## Records shown
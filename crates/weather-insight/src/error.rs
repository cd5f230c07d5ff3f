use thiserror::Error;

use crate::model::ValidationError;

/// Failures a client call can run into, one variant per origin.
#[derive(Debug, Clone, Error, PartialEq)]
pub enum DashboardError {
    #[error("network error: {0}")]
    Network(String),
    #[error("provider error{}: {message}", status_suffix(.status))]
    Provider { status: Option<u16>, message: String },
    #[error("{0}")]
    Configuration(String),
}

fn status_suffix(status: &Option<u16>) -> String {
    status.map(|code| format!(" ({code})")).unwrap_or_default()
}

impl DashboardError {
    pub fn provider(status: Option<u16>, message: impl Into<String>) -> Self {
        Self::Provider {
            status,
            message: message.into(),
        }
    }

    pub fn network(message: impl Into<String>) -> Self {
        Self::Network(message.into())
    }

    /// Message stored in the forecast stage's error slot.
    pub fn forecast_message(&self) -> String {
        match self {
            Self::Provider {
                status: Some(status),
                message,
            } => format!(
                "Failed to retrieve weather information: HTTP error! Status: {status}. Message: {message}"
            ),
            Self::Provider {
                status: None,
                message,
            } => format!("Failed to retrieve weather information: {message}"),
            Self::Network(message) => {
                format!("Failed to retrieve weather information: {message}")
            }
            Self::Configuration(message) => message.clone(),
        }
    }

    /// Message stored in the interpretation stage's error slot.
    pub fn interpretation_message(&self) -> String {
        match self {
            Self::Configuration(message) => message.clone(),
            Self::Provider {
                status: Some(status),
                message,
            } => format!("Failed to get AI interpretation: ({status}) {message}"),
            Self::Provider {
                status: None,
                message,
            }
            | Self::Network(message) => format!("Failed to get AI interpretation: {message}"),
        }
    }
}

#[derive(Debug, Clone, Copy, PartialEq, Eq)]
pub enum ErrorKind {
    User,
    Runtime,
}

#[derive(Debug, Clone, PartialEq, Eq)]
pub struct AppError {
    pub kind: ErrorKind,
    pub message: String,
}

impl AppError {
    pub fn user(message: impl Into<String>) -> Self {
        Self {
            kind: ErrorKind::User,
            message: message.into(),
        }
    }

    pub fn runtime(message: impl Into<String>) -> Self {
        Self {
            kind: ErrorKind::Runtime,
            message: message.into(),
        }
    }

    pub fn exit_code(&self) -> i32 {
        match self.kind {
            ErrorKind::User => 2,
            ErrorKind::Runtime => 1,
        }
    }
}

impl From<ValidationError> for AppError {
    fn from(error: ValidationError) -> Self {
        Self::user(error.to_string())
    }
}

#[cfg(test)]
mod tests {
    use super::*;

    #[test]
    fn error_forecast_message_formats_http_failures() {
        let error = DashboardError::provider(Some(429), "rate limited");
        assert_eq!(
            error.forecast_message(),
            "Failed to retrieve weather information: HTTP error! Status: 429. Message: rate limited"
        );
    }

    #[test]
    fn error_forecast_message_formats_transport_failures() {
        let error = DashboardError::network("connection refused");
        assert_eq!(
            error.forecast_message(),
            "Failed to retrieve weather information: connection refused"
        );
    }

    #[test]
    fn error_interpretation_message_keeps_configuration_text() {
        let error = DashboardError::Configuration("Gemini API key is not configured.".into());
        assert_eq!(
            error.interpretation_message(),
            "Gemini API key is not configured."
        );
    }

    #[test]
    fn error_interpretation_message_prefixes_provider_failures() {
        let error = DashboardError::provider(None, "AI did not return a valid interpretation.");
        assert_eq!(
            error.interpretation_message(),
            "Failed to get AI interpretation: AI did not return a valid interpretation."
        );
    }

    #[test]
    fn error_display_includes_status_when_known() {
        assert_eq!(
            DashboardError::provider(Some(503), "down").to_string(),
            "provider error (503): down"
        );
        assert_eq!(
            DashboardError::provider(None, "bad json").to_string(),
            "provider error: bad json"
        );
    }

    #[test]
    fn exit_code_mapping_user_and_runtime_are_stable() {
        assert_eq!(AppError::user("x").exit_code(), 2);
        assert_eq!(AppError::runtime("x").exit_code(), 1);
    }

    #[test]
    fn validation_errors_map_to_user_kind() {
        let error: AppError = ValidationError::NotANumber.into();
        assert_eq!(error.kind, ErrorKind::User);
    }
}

## Assigned task
Lines holding the string "Gemini" are the answer; copy each one from the listing above.

## Output
        let error = DashboardError::Configuration("Gemini API key is not configured.".into());
            "Gemini API key is not configured."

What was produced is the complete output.